Collected data entries:
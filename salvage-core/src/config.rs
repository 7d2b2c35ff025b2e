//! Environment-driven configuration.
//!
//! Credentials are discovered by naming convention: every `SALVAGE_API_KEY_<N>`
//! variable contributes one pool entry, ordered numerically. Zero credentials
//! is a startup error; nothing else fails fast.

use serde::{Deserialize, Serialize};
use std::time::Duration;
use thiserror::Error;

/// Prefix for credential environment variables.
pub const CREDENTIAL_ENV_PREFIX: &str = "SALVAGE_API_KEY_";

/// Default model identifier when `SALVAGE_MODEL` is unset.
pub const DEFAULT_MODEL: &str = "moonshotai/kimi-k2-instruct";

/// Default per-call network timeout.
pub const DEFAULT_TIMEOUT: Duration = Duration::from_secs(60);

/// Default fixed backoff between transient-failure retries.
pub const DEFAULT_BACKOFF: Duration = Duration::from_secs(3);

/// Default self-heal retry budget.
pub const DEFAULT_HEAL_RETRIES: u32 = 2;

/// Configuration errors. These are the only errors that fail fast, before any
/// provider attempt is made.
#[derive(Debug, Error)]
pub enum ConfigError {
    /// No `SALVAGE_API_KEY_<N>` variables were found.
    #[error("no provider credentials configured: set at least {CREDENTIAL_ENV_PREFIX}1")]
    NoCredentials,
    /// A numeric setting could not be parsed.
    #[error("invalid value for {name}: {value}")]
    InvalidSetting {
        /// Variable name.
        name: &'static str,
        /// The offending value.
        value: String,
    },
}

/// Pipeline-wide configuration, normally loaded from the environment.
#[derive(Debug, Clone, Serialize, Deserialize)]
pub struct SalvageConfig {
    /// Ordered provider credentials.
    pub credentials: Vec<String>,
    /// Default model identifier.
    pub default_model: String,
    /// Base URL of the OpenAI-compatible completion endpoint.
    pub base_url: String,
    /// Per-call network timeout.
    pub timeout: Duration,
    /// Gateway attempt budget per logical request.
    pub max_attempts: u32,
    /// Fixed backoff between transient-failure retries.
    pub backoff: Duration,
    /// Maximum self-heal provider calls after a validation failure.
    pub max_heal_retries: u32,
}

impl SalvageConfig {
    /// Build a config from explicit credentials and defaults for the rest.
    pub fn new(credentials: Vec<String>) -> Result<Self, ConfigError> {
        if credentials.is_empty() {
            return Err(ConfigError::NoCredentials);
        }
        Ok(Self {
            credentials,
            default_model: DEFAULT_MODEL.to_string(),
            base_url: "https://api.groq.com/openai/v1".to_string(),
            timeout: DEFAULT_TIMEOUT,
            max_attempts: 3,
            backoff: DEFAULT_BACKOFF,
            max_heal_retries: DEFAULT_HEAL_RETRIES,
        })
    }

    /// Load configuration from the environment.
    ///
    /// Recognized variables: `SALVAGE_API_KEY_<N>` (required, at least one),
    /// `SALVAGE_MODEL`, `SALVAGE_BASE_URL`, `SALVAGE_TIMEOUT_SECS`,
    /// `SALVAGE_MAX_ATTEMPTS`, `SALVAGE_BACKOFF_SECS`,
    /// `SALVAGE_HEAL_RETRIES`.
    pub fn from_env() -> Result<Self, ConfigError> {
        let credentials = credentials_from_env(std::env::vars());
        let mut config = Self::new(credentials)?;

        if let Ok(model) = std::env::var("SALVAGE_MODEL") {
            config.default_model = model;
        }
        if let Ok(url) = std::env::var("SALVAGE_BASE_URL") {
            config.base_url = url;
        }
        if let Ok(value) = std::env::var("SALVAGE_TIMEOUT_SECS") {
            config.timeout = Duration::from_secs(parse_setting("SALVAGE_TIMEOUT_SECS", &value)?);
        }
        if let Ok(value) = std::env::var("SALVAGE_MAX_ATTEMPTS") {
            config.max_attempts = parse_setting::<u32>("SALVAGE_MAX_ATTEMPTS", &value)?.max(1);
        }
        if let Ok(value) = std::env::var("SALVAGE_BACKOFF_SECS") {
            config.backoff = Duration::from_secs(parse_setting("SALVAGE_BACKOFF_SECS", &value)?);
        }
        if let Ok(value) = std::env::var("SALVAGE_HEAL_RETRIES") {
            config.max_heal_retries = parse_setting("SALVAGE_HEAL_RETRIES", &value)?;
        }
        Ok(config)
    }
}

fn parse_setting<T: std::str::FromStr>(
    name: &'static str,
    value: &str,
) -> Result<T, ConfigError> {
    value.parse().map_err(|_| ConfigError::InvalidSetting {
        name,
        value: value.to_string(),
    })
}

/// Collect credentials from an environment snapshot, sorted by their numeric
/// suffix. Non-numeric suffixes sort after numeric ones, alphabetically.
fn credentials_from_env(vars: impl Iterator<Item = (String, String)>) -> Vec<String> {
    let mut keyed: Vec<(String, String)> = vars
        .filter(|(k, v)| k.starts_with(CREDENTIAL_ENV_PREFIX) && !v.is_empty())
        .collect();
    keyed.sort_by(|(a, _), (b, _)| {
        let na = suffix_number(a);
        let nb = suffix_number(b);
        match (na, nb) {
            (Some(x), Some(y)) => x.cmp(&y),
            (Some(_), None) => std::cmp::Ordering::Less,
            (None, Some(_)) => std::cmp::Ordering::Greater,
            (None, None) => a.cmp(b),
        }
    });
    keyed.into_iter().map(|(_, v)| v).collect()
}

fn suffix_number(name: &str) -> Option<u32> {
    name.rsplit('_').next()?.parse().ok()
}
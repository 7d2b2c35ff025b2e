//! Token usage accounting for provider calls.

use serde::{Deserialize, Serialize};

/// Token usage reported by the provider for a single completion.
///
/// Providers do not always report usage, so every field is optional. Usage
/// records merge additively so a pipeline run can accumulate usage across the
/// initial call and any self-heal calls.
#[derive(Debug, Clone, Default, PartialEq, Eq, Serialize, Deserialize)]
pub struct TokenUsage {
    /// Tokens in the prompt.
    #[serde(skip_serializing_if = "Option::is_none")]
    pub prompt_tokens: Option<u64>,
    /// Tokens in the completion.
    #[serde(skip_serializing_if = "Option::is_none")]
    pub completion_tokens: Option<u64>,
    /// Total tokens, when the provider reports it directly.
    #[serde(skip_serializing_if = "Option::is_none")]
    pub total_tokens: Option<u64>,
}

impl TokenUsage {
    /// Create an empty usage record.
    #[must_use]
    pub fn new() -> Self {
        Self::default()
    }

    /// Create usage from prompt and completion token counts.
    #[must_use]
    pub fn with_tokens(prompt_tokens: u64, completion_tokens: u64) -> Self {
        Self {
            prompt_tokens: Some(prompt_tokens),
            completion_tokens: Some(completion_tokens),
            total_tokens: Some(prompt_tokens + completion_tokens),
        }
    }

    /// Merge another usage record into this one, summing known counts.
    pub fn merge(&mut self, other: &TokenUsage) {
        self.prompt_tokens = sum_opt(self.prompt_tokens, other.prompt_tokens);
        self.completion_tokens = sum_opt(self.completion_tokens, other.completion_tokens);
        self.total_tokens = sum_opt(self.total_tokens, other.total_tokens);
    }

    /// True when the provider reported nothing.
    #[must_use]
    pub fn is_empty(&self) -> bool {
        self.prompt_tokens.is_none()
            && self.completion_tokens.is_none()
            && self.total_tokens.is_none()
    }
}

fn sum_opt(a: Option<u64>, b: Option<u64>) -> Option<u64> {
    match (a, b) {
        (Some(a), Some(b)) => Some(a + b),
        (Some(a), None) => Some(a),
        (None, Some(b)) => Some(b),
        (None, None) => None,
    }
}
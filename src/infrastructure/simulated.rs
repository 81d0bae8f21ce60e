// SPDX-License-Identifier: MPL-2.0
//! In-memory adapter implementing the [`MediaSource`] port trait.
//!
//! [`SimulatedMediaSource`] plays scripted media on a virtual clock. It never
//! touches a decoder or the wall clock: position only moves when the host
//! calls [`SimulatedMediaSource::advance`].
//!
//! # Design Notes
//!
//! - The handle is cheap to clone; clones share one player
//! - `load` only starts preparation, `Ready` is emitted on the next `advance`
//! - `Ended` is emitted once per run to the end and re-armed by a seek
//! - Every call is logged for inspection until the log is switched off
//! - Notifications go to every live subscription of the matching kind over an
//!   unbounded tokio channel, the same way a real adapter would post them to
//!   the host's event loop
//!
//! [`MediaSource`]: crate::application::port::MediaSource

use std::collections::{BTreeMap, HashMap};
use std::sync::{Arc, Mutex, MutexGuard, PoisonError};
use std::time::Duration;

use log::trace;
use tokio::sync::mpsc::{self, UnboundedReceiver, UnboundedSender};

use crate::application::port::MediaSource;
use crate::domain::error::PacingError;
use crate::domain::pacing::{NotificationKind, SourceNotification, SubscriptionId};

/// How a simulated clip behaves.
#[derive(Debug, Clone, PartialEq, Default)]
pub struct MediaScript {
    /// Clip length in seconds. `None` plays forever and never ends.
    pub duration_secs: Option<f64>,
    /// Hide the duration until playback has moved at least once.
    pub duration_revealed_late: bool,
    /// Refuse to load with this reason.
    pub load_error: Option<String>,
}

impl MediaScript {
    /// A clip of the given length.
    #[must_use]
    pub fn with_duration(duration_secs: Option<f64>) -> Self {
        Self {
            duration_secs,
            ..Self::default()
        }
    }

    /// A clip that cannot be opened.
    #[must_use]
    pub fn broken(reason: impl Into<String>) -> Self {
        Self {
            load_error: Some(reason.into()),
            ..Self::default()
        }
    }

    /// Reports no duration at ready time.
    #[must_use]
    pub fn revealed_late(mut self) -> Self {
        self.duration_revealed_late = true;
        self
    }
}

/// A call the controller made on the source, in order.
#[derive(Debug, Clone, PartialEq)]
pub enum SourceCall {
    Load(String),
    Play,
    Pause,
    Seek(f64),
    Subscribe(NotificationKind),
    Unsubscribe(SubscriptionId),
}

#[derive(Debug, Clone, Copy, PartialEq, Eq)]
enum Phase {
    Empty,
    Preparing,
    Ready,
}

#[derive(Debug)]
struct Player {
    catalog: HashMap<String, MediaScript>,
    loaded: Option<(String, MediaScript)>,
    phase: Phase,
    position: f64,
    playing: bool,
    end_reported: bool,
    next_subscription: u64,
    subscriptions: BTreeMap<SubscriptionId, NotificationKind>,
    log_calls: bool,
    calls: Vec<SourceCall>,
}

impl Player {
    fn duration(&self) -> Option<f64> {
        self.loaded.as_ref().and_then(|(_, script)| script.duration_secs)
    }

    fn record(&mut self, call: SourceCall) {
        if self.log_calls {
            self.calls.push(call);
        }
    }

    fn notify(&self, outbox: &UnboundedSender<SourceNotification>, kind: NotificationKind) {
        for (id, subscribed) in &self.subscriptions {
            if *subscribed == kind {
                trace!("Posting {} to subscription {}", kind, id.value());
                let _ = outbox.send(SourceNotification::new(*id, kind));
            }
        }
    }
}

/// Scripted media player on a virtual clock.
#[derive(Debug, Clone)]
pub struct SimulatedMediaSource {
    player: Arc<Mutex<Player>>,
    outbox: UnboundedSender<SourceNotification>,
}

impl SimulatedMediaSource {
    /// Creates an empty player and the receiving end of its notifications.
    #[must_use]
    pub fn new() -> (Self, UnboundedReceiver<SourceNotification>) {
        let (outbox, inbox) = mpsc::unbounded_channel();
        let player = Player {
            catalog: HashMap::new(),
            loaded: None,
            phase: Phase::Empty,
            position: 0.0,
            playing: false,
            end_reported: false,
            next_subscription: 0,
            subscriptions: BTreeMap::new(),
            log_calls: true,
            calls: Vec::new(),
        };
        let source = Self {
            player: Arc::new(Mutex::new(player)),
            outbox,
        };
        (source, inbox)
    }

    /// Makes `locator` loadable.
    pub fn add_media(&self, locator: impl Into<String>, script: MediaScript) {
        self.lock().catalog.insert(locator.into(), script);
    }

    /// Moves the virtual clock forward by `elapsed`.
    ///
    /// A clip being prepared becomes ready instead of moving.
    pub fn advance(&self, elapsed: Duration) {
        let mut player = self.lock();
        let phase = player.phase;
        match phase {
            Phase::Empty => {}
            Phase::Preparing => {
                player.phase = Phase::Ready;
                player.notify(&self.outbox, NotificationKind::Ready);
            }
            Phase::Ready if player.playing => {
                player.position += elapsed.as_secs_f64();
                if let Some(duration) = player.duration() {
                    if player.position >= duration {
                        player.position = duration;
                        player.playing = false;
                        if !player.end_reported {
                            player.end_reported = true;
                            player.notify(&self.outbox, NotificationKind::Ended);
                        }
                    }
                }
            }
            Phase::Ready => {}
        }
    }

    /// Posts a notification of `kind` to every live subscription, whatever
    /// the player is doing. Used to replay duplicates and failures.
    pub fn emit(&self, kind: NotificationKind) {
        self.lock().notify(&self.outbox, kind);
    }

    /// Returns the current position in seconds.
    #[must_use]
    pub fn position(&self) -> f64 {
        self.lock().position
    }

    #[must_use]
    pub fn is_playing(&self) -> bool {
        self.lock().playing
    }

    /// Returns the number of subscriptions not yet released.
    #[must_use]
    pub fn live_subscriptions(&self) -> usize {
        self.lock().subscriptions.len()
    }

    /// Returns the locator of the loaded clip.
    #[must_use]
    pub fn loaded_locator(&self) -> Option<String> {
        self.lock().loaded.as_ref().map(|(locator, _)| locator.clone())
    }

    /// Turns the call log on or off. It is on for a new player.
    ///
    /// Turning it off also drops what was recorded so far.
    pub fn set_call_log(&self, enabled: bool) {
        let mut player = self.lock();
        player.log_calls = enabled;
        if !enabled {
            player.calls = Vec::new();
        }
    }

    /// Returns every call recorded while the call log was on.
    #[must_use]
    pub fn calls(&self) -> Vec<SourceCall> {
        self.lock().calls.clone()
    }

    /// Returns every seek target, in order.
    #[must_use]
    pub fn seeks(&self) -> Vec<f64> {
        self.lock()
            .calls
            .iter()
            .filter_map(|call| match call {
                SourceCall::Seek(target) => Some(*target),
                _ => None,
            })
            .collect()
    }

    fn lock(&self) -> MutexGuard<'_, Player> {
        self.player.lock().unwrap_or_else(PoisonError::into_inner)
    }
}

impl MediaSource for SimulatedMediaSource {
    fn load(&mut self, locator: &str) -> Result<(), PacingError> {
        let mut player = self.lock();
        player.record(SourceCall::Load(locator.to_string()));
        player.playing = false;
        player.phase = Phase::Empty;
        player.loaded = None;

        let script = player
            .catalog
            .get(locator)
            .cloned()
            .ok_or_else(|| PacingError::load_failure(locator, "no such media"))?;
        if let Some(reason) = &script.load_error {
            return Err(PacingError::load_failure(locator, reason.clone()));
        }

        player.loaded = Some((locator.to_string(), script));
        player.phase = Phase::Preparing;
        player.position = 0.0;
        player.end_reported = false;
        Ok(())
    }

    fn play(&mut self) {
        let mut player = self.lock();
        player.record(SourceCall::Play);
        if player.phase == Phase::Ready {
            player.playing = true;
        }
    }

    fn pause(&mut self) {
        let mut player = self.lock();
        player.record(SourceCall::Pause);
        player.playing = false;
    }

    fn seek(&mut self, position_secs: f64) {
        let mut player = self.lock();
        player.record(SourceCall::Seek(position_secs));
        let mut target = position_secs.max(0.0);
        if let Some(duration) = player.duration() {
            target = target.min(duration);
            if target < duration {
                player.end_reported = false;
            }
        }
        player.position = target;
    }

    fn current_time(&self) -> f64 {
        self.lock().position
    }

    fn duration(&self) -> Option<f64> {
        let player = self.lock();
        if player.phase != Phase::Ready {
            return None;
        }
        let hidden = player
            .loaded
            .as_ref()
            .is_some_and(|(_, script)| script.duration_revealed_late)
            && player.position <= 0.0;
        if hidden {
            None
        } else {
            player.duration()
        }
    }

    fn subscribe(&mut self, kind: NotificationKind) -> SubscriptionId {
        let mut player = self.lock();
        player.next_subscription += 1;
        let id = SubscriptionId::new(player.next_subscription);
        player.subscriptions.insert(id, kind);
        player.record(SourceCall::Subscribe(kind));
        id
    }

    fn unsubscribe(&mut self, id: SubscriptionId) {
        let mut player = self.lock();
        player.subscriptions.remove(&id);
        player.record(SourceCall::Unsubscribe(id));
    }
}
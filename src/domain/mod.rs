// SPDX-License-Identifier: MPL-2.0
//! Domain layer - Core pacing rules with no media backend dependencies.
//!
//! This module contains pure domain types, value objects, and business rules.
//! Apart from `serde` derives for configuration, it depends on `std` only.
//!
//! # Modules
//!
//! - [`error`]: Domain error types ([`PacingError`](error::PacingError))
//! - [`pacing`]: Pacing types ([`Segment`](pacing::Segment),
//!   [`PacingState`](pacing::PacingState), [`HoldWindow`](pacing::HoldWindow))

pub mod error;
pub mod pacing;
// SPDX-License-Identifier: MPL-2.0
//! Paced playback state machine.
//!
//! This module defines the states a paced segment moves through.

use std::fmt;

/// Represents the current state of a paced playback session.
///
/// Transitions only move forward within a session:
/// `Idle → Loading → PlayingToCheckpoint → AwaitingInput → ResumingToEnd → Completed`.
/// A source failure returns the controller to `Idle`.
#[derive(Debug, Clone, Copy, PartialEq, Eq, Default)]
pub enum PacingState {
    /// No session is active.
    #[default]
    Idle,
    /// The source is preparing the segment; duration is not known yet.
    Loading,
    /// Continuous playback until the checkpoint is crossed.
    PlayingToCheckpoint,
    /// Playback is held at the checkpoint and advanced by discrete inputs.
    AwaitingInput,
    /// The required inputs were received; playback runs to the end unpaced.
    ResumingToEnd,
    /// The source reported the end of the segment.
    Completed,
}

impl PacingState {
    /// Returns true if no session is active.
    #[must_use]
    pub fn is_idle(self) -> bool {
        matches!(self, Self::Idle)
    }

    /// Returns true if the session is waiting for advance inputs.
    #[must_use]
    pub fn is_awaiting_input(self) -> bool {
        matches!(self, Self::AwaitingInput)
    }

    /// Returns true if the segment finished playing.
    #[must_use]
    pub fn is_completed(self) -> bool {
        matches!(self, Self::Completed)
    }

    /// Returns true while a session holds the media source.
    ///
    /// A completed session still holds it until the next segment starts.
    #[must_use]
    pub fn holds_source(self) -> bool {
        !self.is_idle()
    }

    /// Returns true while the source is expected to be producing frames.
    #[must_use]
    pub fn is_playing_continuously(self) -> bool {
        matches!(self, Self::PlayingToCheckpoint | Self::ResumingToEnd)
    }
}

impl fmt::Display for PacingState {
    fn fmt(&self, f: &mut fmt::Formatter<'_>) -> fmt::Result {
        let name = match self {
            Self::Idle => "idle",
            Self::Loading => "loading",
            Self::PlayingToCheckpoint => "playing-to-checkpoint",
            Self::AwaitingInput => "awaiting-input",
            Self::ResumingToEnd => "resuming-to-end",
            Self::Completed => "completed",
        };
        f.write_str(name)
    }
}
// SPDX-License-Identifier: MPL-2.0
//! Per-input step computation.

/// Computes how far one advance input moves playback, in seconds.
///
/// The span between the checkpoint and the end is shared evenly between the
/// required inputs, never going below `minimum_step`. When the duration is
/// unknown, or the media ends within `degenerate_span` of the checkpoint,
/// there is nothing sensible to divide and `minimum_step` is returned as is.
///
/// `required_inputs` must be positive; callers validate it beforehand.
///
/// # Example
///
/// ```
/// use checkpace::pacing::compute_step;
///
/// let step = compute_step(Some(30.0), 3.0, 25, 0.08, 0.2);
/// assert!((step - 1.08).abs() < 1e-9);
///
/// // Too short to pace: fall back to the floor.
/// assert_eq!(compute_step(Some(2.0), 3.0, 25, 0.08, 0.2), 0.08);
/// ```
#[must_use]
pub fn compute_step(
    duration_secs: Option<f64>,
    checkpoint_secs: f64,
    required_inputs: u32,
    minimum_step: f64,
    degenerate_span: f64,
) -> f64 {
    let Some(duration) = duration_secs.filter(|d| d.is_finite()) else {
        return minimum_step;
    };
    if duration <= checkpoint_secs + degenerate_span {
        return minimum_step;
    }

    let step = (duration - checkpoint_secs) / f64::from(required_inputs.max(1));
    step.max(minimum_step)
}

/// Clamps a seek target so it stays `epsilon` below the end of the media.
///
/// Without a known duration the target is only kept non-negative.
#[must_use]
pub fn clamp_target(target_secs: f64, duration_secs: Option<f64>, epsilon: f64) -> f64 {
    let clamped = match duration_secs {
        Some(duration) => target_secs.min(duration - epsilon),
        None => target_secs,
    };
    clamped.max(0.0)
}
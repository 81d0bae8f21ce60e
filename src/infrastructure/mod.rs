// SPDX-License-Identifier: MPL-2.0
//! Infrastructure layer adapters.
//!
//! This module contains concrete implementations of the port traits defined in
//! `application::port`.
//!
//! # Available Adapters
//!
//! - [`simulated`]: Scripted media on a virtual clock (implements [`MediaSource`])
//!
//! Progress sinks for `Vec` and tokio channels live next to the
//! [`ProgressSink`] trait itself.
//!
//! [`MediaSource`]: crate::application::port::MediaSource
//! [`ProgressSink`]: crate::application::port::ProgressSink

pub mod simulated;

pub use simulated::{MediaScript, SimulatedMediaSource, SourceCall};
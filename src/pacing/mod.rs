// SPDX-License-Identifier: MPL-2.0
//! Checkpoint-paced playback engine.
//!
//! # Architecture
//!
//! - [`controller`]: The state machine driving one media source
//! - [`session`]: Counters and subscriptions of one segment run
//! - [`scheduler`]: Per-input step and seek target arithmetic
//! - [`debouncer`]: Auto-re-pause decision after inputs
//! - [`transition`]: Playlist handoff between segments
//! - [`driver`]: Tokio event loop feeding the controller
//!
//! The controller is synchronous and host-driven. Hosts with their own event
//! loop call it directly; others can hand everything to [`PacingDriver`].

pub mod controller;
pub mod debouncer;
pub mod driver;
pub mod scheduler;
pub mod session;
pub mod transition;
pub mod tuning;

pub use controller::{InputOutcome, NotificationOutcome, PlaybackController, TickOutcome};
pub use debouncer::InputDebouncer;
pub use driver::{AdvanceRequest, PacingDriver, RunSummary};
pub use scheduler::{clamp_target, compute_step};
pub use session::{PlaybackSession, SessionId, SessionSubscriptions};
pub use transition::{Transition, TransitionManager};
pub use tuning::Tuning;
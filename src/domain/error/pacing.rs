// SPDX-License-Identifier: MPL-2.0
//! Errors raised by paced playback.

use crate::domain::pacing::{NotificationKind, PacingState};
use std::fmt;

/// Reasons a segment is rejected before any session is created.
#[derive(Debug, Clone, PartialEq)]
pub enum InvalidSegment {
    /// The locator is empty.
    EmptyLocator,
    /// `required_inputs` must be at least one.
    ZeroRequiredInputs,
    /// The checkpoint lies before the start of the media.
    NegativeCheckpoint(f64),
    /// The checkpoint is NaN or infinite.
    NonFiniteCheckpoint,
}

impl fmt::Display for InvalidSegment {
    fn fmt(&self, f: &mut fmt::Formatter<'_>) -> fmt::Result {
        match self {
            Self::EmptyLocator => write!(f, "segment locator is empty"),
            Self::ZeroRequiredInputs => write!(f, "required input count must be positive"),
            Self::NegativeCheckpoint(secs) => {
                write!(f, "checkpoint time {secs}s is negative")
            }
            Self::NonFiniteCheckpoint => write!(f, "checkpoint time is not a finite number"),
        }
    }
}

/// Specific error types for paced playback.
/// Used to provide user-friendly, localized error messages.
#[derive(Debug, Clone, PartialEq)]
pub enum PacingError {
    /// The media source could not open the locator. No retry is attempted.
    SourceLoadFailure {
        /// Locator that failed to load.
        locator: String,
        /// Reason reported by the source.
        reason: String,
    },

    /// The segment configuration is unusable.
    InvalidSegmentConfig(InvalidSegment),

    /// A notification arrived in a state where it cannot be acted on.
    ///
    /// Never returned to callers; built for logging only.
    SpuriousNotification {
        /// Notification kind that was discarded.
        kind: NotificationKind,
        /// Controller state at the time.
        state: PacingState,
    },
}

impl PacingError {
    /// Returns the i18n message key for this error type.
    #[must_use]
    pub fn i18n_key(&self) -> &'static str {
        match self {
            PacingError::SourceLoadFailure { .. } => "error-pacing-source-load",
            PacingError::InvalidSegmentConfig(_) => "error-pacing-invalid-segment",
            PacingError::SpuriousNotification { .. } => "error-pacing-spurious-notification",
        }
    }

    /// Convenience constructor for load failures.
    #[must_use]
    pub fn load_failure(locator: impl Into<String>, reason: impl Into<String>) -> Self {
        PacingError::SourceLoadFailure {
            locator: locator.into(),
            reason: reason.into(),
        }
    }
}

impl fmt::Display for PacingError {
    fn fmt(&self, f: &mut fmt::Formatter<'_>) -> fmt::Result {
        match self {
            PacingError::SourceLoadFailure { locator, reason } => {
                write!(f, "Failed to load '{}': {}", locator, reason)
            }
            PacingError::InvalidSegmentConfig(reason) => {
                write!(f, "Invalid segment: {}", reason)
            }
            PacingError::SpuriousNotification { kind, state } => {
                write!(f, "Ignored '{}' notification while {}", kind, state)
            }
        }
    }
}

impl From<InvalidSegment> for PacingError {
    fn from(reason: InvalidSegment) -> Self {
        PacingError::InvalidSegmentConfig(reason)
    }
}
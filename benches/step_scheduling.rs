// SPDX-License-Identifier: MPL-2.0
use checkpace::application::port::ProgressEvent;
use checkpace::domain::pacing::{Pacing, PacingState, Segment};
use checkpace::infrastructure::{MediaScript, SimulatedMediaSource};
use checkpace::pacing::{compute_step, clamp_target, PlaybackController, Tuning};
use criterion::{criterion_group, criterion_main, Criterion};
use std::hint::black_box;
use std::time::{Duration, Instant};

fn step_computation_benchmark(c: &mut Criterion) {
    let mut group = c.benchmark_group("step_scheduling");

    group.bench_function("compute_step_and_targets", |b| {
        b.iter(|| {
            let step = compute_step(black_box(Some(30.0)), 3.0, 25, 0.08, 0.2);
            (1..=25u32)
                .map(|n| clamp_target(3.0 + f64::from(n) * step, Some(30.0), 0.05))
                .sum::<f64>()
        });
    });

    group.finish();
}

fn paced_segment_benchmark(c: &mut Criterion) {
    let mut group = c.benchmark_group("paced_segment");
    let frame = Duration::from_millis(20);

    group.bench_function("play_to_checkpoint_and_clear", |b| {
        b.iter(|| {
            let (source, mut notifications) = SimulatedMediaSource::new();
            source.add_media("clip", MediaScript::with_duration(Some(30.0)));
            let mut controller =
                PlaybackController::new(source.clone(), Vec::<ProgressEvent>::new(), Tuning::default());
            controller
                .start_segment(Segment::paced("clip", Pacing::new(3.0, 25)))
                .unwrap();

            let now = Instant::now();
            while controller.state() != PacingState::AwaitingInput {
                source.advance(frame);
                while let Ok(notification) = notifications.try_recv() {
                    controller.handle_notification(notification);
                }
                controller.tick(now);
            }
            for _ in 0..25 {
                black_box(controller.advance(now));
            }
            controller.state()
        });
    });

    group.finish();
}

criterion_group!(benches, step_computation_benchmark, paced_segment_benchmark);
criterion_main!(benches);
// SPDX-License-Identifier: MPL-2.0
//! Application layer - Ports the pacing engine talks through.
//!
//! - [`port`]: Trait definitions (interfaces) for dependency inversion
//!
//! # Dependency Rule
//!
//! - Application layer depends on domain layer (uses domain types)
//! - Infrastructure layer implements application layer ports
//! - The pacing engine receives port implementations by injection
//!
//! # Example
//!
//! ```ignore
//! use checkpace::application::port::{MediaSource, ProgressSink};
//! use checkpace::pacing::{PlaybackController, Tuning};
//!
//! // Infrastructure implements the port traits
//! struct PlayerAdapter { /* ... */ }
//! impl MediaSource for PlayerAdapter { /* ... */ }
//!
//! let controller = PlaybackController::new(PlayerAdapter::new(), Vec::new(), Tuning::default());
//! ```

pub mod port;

ACTIVITY
Report each line above containing the string "types".

TASK OUTPUT
//! This module contains pure domain types, value objects, and business rules.
//! - [`error`]: Domain error types ([`PacingError`](error::PacingError))
//! - [`pacing`]: Pacing types ([`Segment`](pacing::Segment),
/// Specific error types for paced playback.
//! - Application layer depends on domain layer (uses domain types)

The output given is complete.